February 4th, 2025.
Written by General Psychologist, James Blaze.
Work Stress: Managing Work Life Balance
Work stress can be experienced when we are not able to cope with the demands of a workplace or role. It involves a psychological strain, which like any stressor if left unaddressed can have a cumulative negative impact on our mind, body, relationships and lifestyle. Sometimes we may not be aware if we are coping at work and what impact this could be having on us.
Some common triggers to work stress might be long hours, unrealistic workload and expectations, unfavourable deadlines and tensions with colleagues or employers. Think about whether you find your job boring, if your role is secure or whether there may be any form of discrimination or harassment present in your workplace. This might be made worse by pressures to provide financially or obligations to support others when not working.

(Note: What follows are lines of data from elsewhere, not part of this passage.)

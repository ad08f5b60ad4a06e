//! # Dispatch Service Entry Point
//!
//! Loads configuration, runs migrations, starts the retention scheduler,
//! and serves the API.

use dispatch::retention::RetentionScheduler;
use dispatch::{config::ConfigLoader, db, server::run_server, telemetry};
use migration::Migrator;
use sea_orm_migration::MigratorTrait;
use tokio_util::sync::CancellationToken;

#[tokio::main]
async fn main() -> Result<(), Box<dyn std::error::Error>> {
    let config = ConfigLoader::new().load()?;
    telemetry::init_tracing(&config)?;
    tracing::info!(profile = %config.profile, "configuration loaded");

    let db = db::init_pool(&config).await?;
    Migrator::up(&db, None).await?;

    let shutdown = CancellationToken::new();

    let scheduler = RetentionScheduler::new(db.clone(), config.retention.clone());
    let scheduler_handle = {
        let token = shutdown.clone();
        tokio::spawn(async move { scheduler.run(token).await })
    };

    {
        let token = shutdown.clone();
        tokio::spawn(async move {
            if tokio::signal::ctrl_c().await.is_ok() {
                tracing::info!("shutdown signal received");
                token.cancel();
            }
        });
    }

    let result = run_server(config, db).await;

    shutdown.cancel();
    let _ = scheduler_handle.await;

    result
}
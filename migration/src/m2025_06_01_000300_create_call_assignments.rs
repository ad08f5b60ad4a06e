//! Migration to create the call_assignments table.
//!
//! Links a unit to a call with a role. Rows are a historical record and are
//! never deleted; the unique (call_id, unit_id) guard enforces at most one
//! assignment per pair.

use sea_orm_migration::prelude::*;
use sea_orm_migration::sea_orm::Statement;

#[derive(DeriveMigrationName)]
pub struct Migration;

#[async_trait::async_trait]
impl MigrationTrait for Migration {
    async fn up(&self, manager: &SchemaManager) -> Result<(), DbErr> {
        manager
            .create_table(
                Table::create()
                    .table(CallAssignments::Table)
                    .if_not_exists()
                    .col(
                        ColumnDef::new(CallAssignments::Id)
                            .uuid()
                            .not_null()
                            .primary_key(),
                    )
                    .col(ColumnDef::new(CallAssignments::CallId).uuid().not_null())
                    .col(ColumnDef::new(CallAssignments::UnitId).uuid().not_null())
                    .col(ColumnDef::new(CallAssignments::Role).text().not_null())
                    .col(ColumnDef::new(CallAssignments::Status).text().not_null())
                    .col(
                        ColumnDef::new(CallAssignments::AssignedAt)
                            .timestamp_with_time_zone()
                            .not_null(),
                    )
                    .col(
                        ColumnDef::new(CallAssignments::ClearedAt)
                            .timestamp_with_time_zone()
                            .null(),
                    )
                    .col(
                        ColumnDef::new(CallAssignments::CreatedAt)
                            .timestamp_with_time_zone()
                            .not_null()
                            .default(Expr::current_timestamp()),
                    )
                    .col(
                        ColumnDef::new(CallAssignments::UpdatedAt)
                            .timestamp_with_time_zone()
                            .not_null()
                            .default(Expr::current_timestamp()),
                    )
                    .foreign_key(
                        ForeignKey::create()
                            .name("fk_call_assignments_unit_id")
                            .from(CallAssignments::Table, CallAssignments::UnitId)
                            .to(Units::Table, Units::Id)
                            .on_delete(ForeignKeyAction::Cascade),
                    )
                    .to_owned(),
            )
            .await?;

        manager
            .get_connection()
            .execute(Statement::from_string(
                manager.get_database_backend(),
                "CREATE UNIQUE INDEX IF NOT EXISTS idx_call_assignments_call_unit \
                 ON call_assignments (call_id, unit_id)"
                    .to_string(),
            ))
            .await?;

        manager
            .create_index(
                Index::create()
                    .name("idx_call_assignments_call_id")
                    .table(CallAssignments::Table)
                    .col(CallAssignments::CallId)
                    .to_owned(),
            )
            .await?;

        Ok(())
    }

    async fn down(&self, manager: &SchemaManager) -> Result<(), DbErr> {
        manager
            .drop_index(
                Index::drop()
                    .name("idx_call_assignments_call_unit")
                    .to_owned(),
            )
            .await?;

        manager
            .drop_index(Index::drop().name("idx_call_assignments_call_id").to_owned())
            .await?;

        manager
            .drop_table(Table::drop().table(CallAssignments::Table).to_owned())
            .await
    }
}

#[derive(DeriveIden)]
enum CallAssignments {
    Table,
    Id,
    CallId,
    UnitId,
    Role,
    Status,
    AssignedAt,
    ClearedAt,
    CreatedAt,
    UpdatedAt,
}

#[derive(DeriveIden)]
enum Units {
    Table,
    Id,
}
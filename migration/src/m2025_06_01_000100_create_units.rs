//! Migration to create the units table.
//!
//! Units are field officers/vehicles. Position and skill data live directly
//! on the row; `current_call_id` is a back-reference only and carries no
//! foreign key so a call can be archived out from under it.

use sea_orm_migration::prelude::*;

#[derive(DeriveMigrationName)]
pub struct Migration;

#[async_trait::async_trait]
impl MigrationTrait for Migration {
    async fn up(&self, manager: &SchemaManager) -> Result<(), DbErr> {
        manager
            .create_table(
                Table::create()
                    .table(Units::Table)
                    .if_not_exists()
                    .col(ColumnDef::new(Units::Id).uuid().not_null().primary_key())
                    .col(ColumnDef::new(Units::Name).text().not_null())
                    .col(ColumnDef::new(Units::Status).text().not_null())
                    .col(ColumnDef::new(Units::Lat).double().null())
                    .col(ColumnDef::new(Units::Lon).double().null())
                    .col(ColumnDef::new(Units::Skills).json_binary().not_null())
                    .col(
                        ColumnDef::new(Units::IsSupervisor)
                            .boolean()
                            .not_null()
                            .default(false),
                    )
                    .col(ColumnDef::new(Units::CurrentCallId).uuid().null())
                    .col(
                        ColumnDef::new(Units::CreatedAt)
                            .timestamp_with_time_zone()
                            .not_null()
                            .default(Expr::current_timestamp()),
                    )
                    .col(
                        ColumnDef::new(Units::UpdatedAt)
                            .timestamp_with_time_zone()
                            .not_null()
                            .default(Expr::current_timestamp()),
                    )
                    .to_owned(),
            )
            .await?;

        manager
            .create_index(
                Index::create()
                    .name("idx_units_status")
                    .table(Units::Table)
                    .col(Units::Status)
                    .to_owned(),
            )
            .await?;

        Ok(())
    }

    async fn down(&self, manager: &SchemaManager) -> Result<(), DbErr> {
        manager
            .drop_index(Index::drop().name("idx_units_status").to_owned())
            .await?;

        manager
            .drop_table(Table::drop().table(Units::Table).to_owned())
            .await
    }
}

#[derive(DeriveIden)]
enum Units {
    Table,
    Id,
    Name,
    Status,
    Lat,
    Lon,
    Skills,
    IsSupervisor,
    CurrentCallId,
    CreatedAt,
    UpdatedAt,
}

Be sure to tune in to possible anxiety, irritability, concentration issues, low energy, body tension and drastic changes in mood that might be present if you are feeling stressed from work. Are you noticing whether your relationships are suffering? Has your job satisfaction and performance changed? Have you noticed changes in your health in line with noticing work-related stress?
Everyone’s work is likely to have some degree of stress, so it is important that we work on what we have more influence over, work life balance. Work life balance is about increasing resilience to work stress through activities outside of work as well as managing boundaries of work activities.
Consider some ways to improve your work life balance:
- Focus on time management, prioritising efficient use of time with work tasks that are within your control.
- Be in touch with what is important to you, in your job and your personal life so you can be guided by this where possible.
- Be clear with yourself and your workplace on the boundaries of your work This may be in relation to the limits of working from home, working overtime or availability to attend to calls and emails.
- Be open to or seek help with resolving issues with your colleagues or employer. Also be open to confronting issues you believe may be unfair.
- Develop relationships with friends and family so you feel more supported and socially connected.
- Limit substances that may worsen your mood and health or make you less able to attend to your personal or work life.
- Be sure to take scheduled breaks at work and make best use of them in a way that best suits what you need on that day (a walk, a phone call, online entertainment, quiet time).
References
Better Health Channel. (2012). Work-related stress. https://www.betterhealth.vic.gov.au/health/healthyliving/work-related-stress
MensLine Australia. (2024). Coping with burnout. https://mensline.org.au/dealing-with-stress/coping-with-burnout/
Mental Health Foundation. (2024). Work-life balance. https://www.mentalhealth.org.uk/explore-mental-health/a-z-topics/work-life-balance
Nicholls, J. (2023, November 27). 5 key strategies to improve your work-life balance. https://study.unimelb.edu.au/study-with-us/professional-development/blog/5-key-strategies-to-improve-your-work-life-balance#:~:text=In%202019%2C%20the%20World%20Health%20Organisation%20defined,to%20exhaustion%2C%20negativism%2C%20and%20reduced%20professional%20efficacy.